>>>

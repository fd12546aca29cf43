//! Well-known role name constants.
//!
//! These must match the seed data in the `roles` migration.

pub const ROLE_ADMIN: &str = "admin";
pub const ROLE_FACULTY: &str = "faculty";
pub const ROLE_STUDENT: &str = "student";
//! Shared planning types for the four bulk operation kinds.
//!
//! A planner validates its parameters, reads whatever stored state it
//! needs, and produces a [`Plan`]: the concrete mutations to apply, a
//! projection of each mutation's resulting entry for conflict detection,
//! and anything it already decided to skip (with reasons). The executor
//! takes it from there identically for every kind.

use chrono::NaiveDate;
use serde::Serialize;

use collegium_core::conflict::BatchDepartments;
use collegium_core::timetable::EntryDraft;
use collegium_core::types::DbId;

/// One mutation the executor will apply inside the transaction.
#[derive(Debug, Clone, Serialize)]
#[serde(tag = "action", rename_all = "snake_case")]
pub enum PlannedItem {
    /// Insert a new entry.
    Create { draft: EntryDraft },
    /// Reassign the faculty member on an existing entry.
    SetFaculty { entry_id: DbId, faculty_id: DbId },
    /// Move an existing dated entry to a new date.
    MoveDate {
        entry_id: DbId,
        entry_date: NaiveDate,
        day_of_week: i16,
    },
}

/// An item the planner dropped before conflict detection ever ran, with
/// a structured reason (map-mode overflow, no eligible target date,
/// holiday skip during expansion, ...).
#[derive(Debug, Clone, Serialize)]
pub struct PreSkippedItem {
    pub reason: String,
    pub detail: serde_json::Value,
}

/// Output of a planner, input to detection and execution.
#[derive(Debug, Clone, Serialize)]
pub struct Plan {
    /// Mutations to apply, in order.
    pub items: Vec<PlannedItem>,
    /// Resulting entry state per item, aligned 1:1 with `items`. The
    /// conflict detector runs over these.
    pub drafts: Vec<EntryDraft>,
    /// Entry ids being rewritten by this plan. They are excluded from the
    /// stored snapshot during detection: their old positions are vacated
    /// by the same transaction, and their new positions are all present
    /// in `drafts` where the intra-request checks see them.
    pub rewritten_entry_ids: Vec<DbId>,
    /// Items dropped during planning, before detection.
    pub pre_skipped: Vec<PreSkippedItem>,
    /// Non-fatal planner observations (e.g. recurrence cap reached).
    pub warnings: Vec<String>,
    /// Batch id -> department id for every batch touched by `drafts`.
    pub departments: BatchDepartments,
}

impl Plan {
    pub fn is_empty(&self) -> bool {
        self.items.is_empty()
    }
}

<<<

**Exercise description**
Exactly the lines from the one that holds "DbId, faculty_id: DbId" through the final line of the records above should be written out, and only those.

**Written solution**
    SetFaculty { entry_id: DbId, faculty_id: DbId },
    /// Move an existing dated entry to a new date.
    MoveDate {
        entry_id: DbId,
        entry_date: NaiveDate,
        day_of_week: i16,
    },
}

/// An item the planner dropped before conflict detection ever ran, with
/// a structured reason (map-mode overflow, no eligible target date,
/// holiday skip during expansion, ...).
#[derive(Debug, Clone, Serialize)]
pub struct PreSkippedItem {
    pub reason: String,
    pub detail: serde_json::Value,
}

/// Output of a planner, input to detection and execution.
#[derive(Debug, Clone, Serialize)]
pub struct Plan {
    /// Mutations to apply, in order.
    pub items: Vec<PlannedItem>,
    /// Resulting entry state per item, aligned 1:1 with `items`. The
    /// conflict detector runs over these.
    pub drafts: Vec<EntryDraft>,
    /// Entry ids being rewritten by this plan. They are excluded from the
    /// stored snapshot during detection: their old positions are vacated
    /// by the same transaction, and their new positions are all present
    /// in `drafts` where the intra-request checks see them.
    pub rewritten_entry_ids: Vec<DbId>,
    /// Items dropped during planning, before detection.
    pub pre_skipped: Vec<PreSkippedItem>,
    /// Non-fatal planner observations (e.g. recurrence cap reached).
    pub warnings: Vec<String>,
    /// Batch id -> department id for every batch touched by `drafts`.
    pub departments: BatchDepartments,
}

impl Plan {
    pub fn is_empty(&self) -> bool {
        self.items.is_empty()
    }
}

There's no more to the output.